- **Task directions**: Look for the word "snare" in the data below, and copy every line that holds it.

- **Provided data**:

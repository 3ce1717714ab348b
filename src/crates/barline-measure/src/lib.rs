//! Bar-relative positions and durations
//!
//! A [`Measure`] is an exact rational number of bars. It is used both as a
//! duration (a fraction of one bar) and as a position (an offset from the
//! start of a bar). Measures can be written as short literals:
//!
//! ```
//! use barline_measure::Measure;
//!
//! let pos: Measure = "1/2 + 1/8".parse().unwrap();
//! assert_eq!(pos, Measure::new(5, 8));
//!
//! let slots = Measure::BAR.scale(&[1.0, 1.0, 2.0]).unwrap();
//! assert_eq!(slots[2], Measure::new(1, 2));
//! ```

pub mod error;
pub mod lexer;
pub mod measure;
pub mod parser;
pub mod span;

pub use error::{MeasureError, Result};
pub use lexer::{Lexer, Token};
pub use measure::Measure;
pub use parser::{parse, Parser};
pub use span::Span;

* * *

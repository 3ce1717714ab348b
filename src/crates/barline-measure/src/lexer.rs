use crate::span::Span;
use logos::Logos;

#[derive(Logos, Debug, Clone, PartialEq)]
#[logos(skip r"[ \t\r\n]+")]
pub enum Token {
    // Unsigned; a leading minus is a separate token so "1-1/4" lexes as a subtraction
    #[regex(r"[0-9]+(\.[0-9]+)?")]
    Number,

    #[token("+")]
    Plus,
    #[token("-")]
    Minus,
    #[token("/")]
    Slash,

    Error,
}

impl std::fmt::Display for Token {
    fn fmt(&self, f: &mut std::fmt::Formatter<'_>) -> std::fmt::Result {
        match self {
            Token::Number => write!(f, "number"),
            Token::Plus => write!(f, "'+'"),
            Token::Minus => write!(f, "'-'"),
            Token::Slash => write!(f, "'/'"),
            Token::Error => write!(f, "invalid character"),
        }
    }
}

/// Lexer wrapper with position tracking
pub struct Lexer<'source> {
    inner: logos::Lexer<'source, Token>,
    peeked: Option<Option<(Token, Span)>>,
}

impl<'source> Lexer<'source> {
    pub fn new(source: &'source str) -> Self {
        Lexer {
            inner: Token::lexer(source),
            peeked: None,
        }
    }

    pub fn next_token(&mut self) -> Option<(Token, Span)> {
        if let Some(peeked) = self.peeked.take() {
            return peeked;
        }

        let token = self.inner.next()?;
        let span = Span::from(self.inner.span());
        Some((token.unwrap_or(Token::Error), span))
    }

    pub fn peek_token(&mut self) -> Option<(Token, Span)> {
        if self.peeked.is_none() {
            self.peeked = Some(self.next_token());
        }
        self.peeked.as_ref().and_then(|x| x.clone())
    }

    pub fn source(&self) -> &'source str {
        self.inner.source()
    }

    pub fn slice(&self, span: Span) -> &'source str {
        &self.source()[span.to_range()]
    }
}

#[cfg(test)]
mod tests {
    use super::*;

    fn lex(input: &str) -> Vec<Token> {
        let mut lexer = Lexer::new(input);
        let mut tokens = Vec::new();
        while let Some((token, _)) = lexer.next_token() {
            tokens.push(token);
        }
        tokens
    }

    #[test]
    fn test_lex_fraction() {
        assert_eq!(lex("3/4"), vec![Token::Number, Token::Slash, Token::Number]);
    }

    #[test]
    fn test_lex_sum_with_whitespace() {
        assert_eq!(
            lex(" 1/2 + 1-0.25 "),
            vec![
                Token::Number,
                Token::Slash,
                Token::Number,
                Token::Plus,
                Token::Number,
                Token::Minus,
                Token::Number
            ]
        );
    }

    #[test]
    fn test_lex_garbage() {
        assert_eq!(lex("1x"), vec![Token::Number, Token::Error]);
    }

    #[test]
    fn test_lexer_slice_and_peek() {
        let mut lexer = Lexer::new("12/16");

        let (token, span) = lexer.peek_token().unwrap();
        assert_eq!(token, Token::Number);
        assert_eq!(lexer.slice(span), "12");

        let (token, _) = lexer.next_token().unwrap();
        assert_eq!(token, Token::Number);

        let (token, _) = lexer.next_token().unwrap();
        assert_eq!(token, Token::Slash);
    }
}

==

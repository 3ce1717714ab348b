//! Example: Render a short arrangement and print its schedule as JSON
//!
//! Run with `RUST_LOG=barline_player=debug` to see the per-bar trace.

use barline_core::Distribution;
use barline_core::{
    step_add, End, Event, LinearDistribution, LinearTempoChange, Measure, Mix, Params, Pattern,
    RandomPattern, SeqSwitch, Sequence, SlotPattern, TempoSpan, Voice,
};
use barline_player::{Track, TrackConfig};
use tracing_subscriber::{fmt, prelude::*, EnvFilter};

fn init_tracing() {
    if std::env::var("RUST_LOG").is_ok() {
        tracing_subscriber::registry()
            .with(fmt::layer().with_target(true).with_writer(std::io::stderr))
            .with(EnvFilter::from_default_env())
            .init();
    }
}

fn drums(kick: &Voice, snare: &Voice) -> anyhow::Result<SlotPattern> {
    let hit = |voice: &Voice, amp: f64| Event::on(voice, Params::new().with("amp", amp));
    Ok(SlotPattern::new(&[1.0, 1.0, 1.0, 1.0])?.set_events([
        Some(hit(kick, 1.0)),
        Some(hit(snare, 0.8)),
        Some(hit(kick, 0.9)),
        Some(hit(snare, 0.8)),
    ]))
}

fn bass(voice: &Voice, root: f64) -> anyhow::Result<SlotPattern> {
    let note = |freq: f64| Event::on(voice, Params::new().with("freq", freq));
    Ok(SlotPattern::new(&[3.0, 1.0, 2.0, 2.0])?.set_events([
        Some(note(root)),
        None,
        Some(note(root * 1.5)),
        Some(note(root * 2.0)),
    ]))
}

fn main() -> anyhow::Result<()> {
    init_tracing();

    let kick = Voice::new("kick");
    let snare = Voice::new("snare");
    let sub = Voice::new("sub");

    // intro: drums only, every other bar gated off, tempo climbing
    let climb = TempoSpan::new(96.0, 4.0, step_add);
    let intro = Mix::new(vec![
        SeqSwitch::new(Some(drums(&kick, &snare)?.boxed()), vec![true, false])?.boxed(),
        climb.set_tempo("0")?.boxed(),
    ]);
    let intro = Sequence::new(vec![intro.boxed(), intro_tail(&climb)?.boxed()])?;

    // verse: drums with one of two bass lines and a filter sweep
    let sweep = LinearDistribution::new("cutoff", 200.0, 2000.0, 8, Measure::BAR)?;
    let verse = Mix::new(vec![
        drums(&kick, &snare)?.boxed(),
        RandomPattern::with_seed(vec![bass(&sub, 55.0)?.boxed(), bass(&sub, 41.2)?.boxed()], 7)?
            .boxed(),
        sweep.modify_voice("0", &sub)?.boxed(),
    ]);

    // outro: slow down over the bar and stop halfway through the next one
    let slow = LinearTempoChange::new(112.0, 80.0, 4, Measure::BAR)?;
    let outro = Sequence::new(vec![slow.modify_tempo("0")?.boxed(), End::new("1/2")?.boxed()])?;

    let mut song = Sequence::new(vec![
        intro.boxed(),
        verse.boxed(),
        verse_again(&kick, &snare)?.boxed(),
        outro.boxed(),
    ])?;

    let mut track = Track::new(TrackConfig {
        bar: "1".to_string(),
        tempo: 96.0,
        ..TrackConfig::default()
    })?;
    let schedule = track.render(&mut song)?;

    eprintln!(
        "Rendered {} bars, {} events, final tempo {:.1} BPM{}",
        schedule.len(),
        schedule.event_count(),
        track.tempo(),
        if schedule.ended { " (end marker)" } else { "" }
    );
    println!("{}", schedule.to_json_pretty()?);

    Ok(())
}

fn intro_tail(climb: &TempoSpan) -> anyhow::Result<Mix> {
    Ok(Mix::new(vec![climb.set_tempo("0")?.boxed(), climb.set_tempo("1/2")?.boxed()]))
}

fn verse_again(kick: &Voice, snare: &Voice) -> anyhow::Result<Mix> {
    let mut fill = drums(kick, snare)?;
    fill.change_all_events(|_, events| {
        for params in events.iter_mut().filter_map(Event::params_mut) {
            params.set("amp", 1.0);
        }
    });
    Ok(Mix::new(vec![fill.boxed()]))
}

- **Reply to the exercise**:
fn drums(kick: &Voice, snare: &Voice) -> anyhow::Result<SlotPattern> {
        Some(hit(snare, 0.8)),
        Some(hit(snare, 0.8)),
    let snare = Voice::new("snare");
        SeqSwitch::new(Some(drums(&kick, &snare)?.boxed()), vec![true, false])?.boxed(),
        drums(&kick, &snare)?.boxed(),
        verse_again(&kick, &snare)?.boxed(),
fn verse_again(kick: &Voice, snare: &Voice) -> anyhow::Result<Mix> {
    let mut fill = drums(kick, snare)?;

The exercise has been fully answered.